Le Coadjuteur & la Duchesse de Chevreuse se chargent de
mesnager cette affaire auprés du Dnc d’Orleans, & tous les interessez
agissent de leurs costé. Le Parlement qui auoit approuué
l’emprisonnement des Princes, sa Majesté luy en ayant expliqué
les motifs par ses lettres, se porte à faire des remonstrances. Le
Duc d’Orleans sabstient d’aller au Palais Royal, & d’assister au
Conseil, protestant de n’y point aller iusques à ce que le C. Mazarin
soit esloigné de la Cour. Il va au Parlement.

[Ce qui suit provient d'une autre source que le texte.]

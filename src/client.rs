//! RPC client: pending-call registry and asynchronous reply correlation.
//!
//! One background task per client reads header+body pairs off the connection
//! and completes the matching pending call; issuing tasks await each call's
//! one-shot completion slot. When the connection fails, the fatal error fans
//! out to every outstanding call exactly once and the client refuses new
//! registrations.
//!
//! # Example
//!
//! ```ignore
//! let client = Client::connect("127.0.0.1:9733").await?;
//! let reply: String = client.call("Foo.Sum", "req:0").await?;
//! ```

use std::collections::HashMap;
use std::sync::Arc;
use std::time::Duration;

use bytes::Bytes;
use parking_lot::Mutex;
use serde::de::DeserializeOwned;
use serde::Serialize;
use tokio::io::{AsyncRead, AsyncWrite};
use tokio::net::{TcpStream, ToSocketAddrs};
use tokio::sync::oneshot;

use crate::codec::{CodecKind, CodecReader, CodecWriter};
use crate::error::{Result, RpcError};
use crate::wire::{Handshake, Header};

type BoxedRead = Box<dyn AsyncRead + Send + Unpin>;
type BoxedWrite = Box<dyn AsyncWrite + Send + Unpin>;
type CallResult = Result<Bytes>;

/// One in-flight request. Await [`Call::wait`] for the reply.
#[derive(Debug)]
pub struct Call {
    seq: u64,
    service_method: String,
    kind: CodecKind,
    done: oneshot::Receiver<CallResult>,
}

impl Call {
    /// Sequence number assigned at registration.
    pub fn seq(&self) -> u64 {
        self.seq
    }

    /// The `"Service.Method"` name this call was issued against.
    pub fn service_method(&self) -> &str {
        &self.service_method
    }

    /// Wait for completion and decode the reply.
    ///
    /// Completion fires exactly once, from the receive loop: a reply body, an
    /// error carried in the response header, or the connection's fatal error.
    /// A reply that fails to decode surfaces as this call's error.
    pub async fn wait<T: DeserializeOwned>(self) -> Result<T> {
        let Call { kind, done, .. } = self;
        match done.await {
            Ok(Ok(body)) => kind.decode(&body),
            Ok(Err(e)) => Err(e),
            // Sender dropped without completing; only reachable if the
            // receive loop itself was torn down.
            Err(_) => Err(RpcError::Shutdown),
        }
    }
}

struct ClientState {
    /// Next sequence number; minted only inside `register_call`.
    seq: u64,
    /// Calls awaiting a reply, keyed by sequence number.
    pending: HashMap<u64, oneshot::Sender<CallResult>>,
    /// User asked to close.
    closing: bool,
    /// Receive loop hit a fatal error.
    shutdown: bool,
}

struct ClientInner {
    kind: CodecKind,
    /// Send-ordering lock. The shutdown fan-out takes this first so it can
    /// never race an in-flight outbound write.
    writer: tokio::sync::Mutex<CodecWriter<BoxedWrite>>,
    /// State lock: sequence counter, pending registry, lifecycle flags.
    state: Mutex<ClientState>,
}

impl ClientInner {
    fn register_call(&self, tx: oneshot::Sender<CallResult>) -> Result<u64> {
        let mut state = self.state.lock();
        if state.closing || state.shutdown {
            return Err(RpcError::Shutdown);
        }
        let seq = state.seq;
        state.pending.insert(seq, tx);
        state.seq += 1;
        Ok(seq)
    }

    fn remove_call(&self, seq: u64) -> Option<oneshot::Sender<CallResult>> {
        self.state.lock().pending.remove(&seq)
    }

    /// Mark the client shut down and complete every pending call with the
    /// fatal error. Runs once, when the receive loop exits.
    async fn terminate_calls(&self, err: RpcError) {
        let _sending = self.writer.lock().await;
        let mut state = self.state.lock();
        state.shutdown = true;
        let msg = err.to_string();
        for (_, tx) in state.pending.drain() {
            let _ = tx.send(Err(RpcError::Disconnected(msg.clone())));
        }
    }
}

/// Handle to one RPC connection.
///
/// Cheap to clone; all clones share the pending registry and the connection.
/// Calls may be issued concurrently from any number of tasks.
#[derive(Clone)]
pub struct Client {
    inner: Arc<ClientInner>,
}

impl Client {
    /// Connect over TCP with the default codec.
    pub async fn connect<A: ToSocketAddrs>(addr: A) -> Result<Self> {
        Self::connect_with(addr, CodecKind::default()).await
    }

    /// Connect over TCP with an explicit codec kind.
    pub async fn connect_with<A: ToSocketAddrs>(addr: A, kind: CodecKind) -> Result<Self> {
        let stream = TcpStream::connect(addr).await?;
        Self::handshake(stream, kind).await
    }

    /// Negotiate the codec on an established stream and start the receive
    /// loop. The handshake record is the first bytes on the wire.
    pub async fn handshake<S>(mut stream: S, kind: CodecKind) -> Result<Self>
    where
        S: AsyncRead + AsyncWrite + Send + Unpin + 'static,
    {
        Handshake::new(kind).write_to(&mut stream).await?;

        let (read_half, write_half) = tokio::io::split(stream);
        let reader = CodecReader::new(kind, Box::new(read_half) as BoxedRead);
        let writer = CodecWriter::new(kind, Box::new(write_half) as BoxedWrite);

        let inner = Arc::new(ClientInner {
            kind,
            writer: tokio::sync::Mutex::new(writer),
            state: Mutex::new(ClientState {
                seq: 0,
                pending: HashMap::new(),
                closing: false,
                shutdown: false,
            }),
        });

        tokio::spawn(Self::receive_loop(inner.clone(), reader));

        Ok(Self { inner })
    }

    /// True iff the client is neither closing nor shut down.
    pub fn is_available(&self) -> bool {
        let state = self.inner.state.lock();
        !state.closing && !state.shutdown
    }

    /// Register and send one request, returning the in-flight [`Call`].
    ///
    /// Registration assigns the sequence number; the header+body pair is then
    /// written under the send lock so concurrent senders never interleave.
    pub async fn send_call<A>(&self, service_method: &str, args: &A) -> Result<Call>
    where
        A: Serialize + ?Sized,
    {
        let (tx, rx) = oneshot::channel();
        let seq = self.inner.register_call(tx)?;
        let header = Header::request(service_method, seq);

        let mut writer = self.inner.writer.lock().await;
        if let Err(e) = writer.write(&header, args).await {
            drop(writer);
            // Never made it onto the wire; forget the registration so the
            // receive loop cannot complete it later.
            self.inner.remove_call(seq);
            return Err(e);
        }

        Ok(Call {
            seq,
            service_method: service_method.to_string(),
            kind: self.inner.kind,
            done: rx,
        })
    }

    /// Issue a call and wait for its reply.
    pub async fn call<A, R>(&self, service_method: &str, args: &A) -> Result<R>
    where
        A: Serialize + ?Sized,
        R: DeserializeOwned,
    {
        self.send_call(service_method, args).await?.wait().await
    }

    /// Issue a call with a deadline.
    ///
    /// On expiry the pending entry is removed, so a reply that arrives later
    /// is drained as a stray frame; the connection itself stays usable.
    pub async fn call_with_timeout<A, R>(
        &self,
        service_method: &str,
        args: &A,
        deadline: Duration,
    ) -> Result<R>
    where
        A: Serialize + ?Sized,
        R: DeserializeOwned,
    {
        let call = self.send_call(service_method, args).await?;
        let seq = call.seq();
        match tokio::time::timeout(deadline, call.wait()).await {
            Ok(result) => result,
            Err(_) => {
                self.inner.remove_call(seq);
                Err(RpcError::Timeout)
            }
        }
    }

    /// Close the connection. Fails with [`RpcError::Shutdown`] if already
    /// closing. Pending calls complete when the receive loop observes the
    /// closed stream.
    pub async fn close(&self) -> Result<()> {
        {
            let mut state = self.inner.state.lock();
            if state.closing {
                return Err(RpcError::Shutdown);
            }
            state.closing = true;
        }
        let mut writer = self.inner.writer.lock().await;
        writer.shutdown().await
    }

    async fn receive_loop(inner: Arc<ClientInner>, mut reader: CodecReader<BoxedRead>) {
        let err = Self::receive(&inner, &mut reader).await;
        tracing::debug!(error = %err, "receive loop ended");
        inner.terminate_calls(err).await;
    }

    /// Read replies until the stream fails; returns the fatal error.
    async fn receive(inner: &ClientInner, reader: &mut CodecReader<BoxedRead>) -> RpcError {
        loop {
            let header = match reader.read_header().await {
                Ok(h) => h,
                Err(e) => return e,
            };

            match inner.remove_call(header.seq) {
                // Stray or duplicate reply. Drain the body so framing stays
                // aligned, then carry on.
                None => {
                    tracing::debug!(seq = header.seq, "reply for unknown call");
                    if let Err(e) = reader.drain_body().await {
                        return e;
                    }
                }
                Some(tx) if header.is_error() => {
                    let drained = reader.drain_body().await;
                    let _ = tx.send(Err(RpcError::Application(header.error)));
                    if let Err(e) = drained {
                        return e;
                    }
                }
                Some(tx) => match reader.read_body_raw().await {
                    Ok(body) => {
                        let _ = tx.send(Ok(body));
                    }
                    Err(e) => {
                        let _ = tx.send(Err(RpcError::Disconnected(e.to_string())));
                        return e;
                    }
                },
            }
        }
    }
}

L’on y rend des
Arrests, par lesquels on ordonne des remonstrances pour la liberté
des Princes, & pour l’esloignement du Cardinal : qu’vn Parlement
entreprenne de demander l’esloignement d’vn Ministre,
qui vient de mettre en liberté des Prouinces entieres par la desroute
des ennemis de l’Estat : & d’opiniastrer à mesme temps la
liberté des Princes dont l’humeur & le ressentiment ne manqueroient
pas de se porter à des guerres ciuiles. C’est chose estrange,
mais que S. A. Royale qui auoit eu si grande part dans cet emprisonnement,
& qui a si notable interest de defendre l’authorité
Royale, se porte à ces sortes de resolutions. Qu’vn fils de France
donne cet auantage à vn Parlement, que d’apprendre par sa bouche
les choses les plus secrettes qui s’estoient passées dans les Conseils
du Roy, & de solliciter des Arrests sur des affaires de cette
nature. C’est chose qui fut veuë auec estonnement, & qui fit bien
iuger aux plus sensez les suites & les consequences de cette entreprise.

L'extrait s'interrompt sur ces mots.